Они шли по коридору, мимо столовой, мимо учебных классов, мимо комнаты, где кто-то играл на разбитой гармони. Дети оборачивались, смотрели на однорукого мужика с обожжённым лицом.
— Вот, — директор остановился у двери в спальню. — Я позову?
— Нет, — Борис толкнул дверь.
Комната была забита кроватями так, что ступить негде. На подоконниках сидели пацаны, на полу играли в карты, в углу кто-то плакал, уткнувшись в подушку. Борис прошёл к окну, посмотрел на вторую кровать — пустую, не заправленную.
— А где он? — спросил он у ближайшего мальчишки.
Тот поднял глаза, испуганно посмотрел.
— Кто?
— Афанасьев Коля.
— А-а-а, — мальчишка мотнул головой в сторону окна. — Вон он, у окна стоит.
Борис повернулся.
У окна, спиной к комнате, стоял мальчик. Худой, плечи торчат под старой телогрейкой, волосы русые, отросшие. Руки в карманах, ноги в ботинках не по размеру. Он смотрел в окно на метель и не оборачивался, даже когда Борис подошёл почти вплотную.
— Коля, — сказал Борис.
Мальчик вздрогнул, медленно повернулся. Глаза — голубые, Нинины — сначала не узнали, смотрели пусто, без выражения. А потом что-то изменилось. Промелькнуло.

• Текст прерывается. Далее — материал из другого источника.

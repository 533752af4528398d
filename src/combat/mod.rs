//! Encounters: enemy roster, enemy factory, and round resolution.

pub mod generation;
pub mod logic;
pub mod types;

pub use generation::generate_enemies;
pub use logic::{resolve_combat_round, RoundOutcome, RoundReport};
pub use types::{CombatState, Enemy, EnemyKind};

— Батя? — голос у него был тонкий, ломающийся. — Батя, это ты?
Борис опустился на колени — единственное, что он мог сделать, потому что ноги не держали. Протянул единственную руку, прижал к себе сына, вжал его в грудь так сильно, что Колька охнул.
— Я здесь, — сказал Борис в его макушку. — Я здесь, сынок. Живой. Я за тобой.
Колька молчал секунду, а потом заорал.
Не заплакал, а заорал, как раненый зверь. Забился в отцовской руке, заколотил кулаками по груди, закричал: «Ты где был? Где ты был, когда мамку убивали? Когда деревню жгли? Где ты был?!»
— Прости, — сказал Борис, крепче сжимая сына. — Прости, Коля. Не успел. Не знал. Прости.
— Мамка кричала, — всхлипывал Колька уже тише. — Мамка кричала: «Беги». А я бежал. Я в крапиву, в лес, я там был, я слышал, как они кричали, я…
— Молчи, — Борис гладил его по голове, по спине, как гладил когда-то маленького, когда тот боялся грозы. — Молчи, сынок. Всё прошло. Всё. Я с тобой теперь.
Позади стоял директор, молча вытирал глаза кончиком носового платка. В дверях топтались мальчишки, смотрели, и молчали. Кто-то шмыгал носом, кто-то отворачивался.
Борис поднялся с колен. Сын был почти такой же высокий, как он, только тощий, как щепка, и бледный, как снег за окном.
Колька смотрел на отца, на шрам на щеке, на пустой рукав. Смотрел и не верил
Борис гладил сына по голове и смотрел в окно, на метель, на чёрное небо, на котором не было звёзд. Где-то там, может быть, далеко-далеко, Нина смотрела на них, и может быть, улыбалась. Ей было ради кого кидаться на фашиста с голыми руками.
— Пойдём, сын, — сказал Борис. — Пойдём отсюда.
Они вышли в коридор, потом на улицу — в метель, в холод, в неизвестность. Но Коля шёл рядом, цеплялся за единственную отцовскую руку, и эта рука была тёплой. А это значило, что жизнь продолжается. Даже когда кажется, что всё кончено.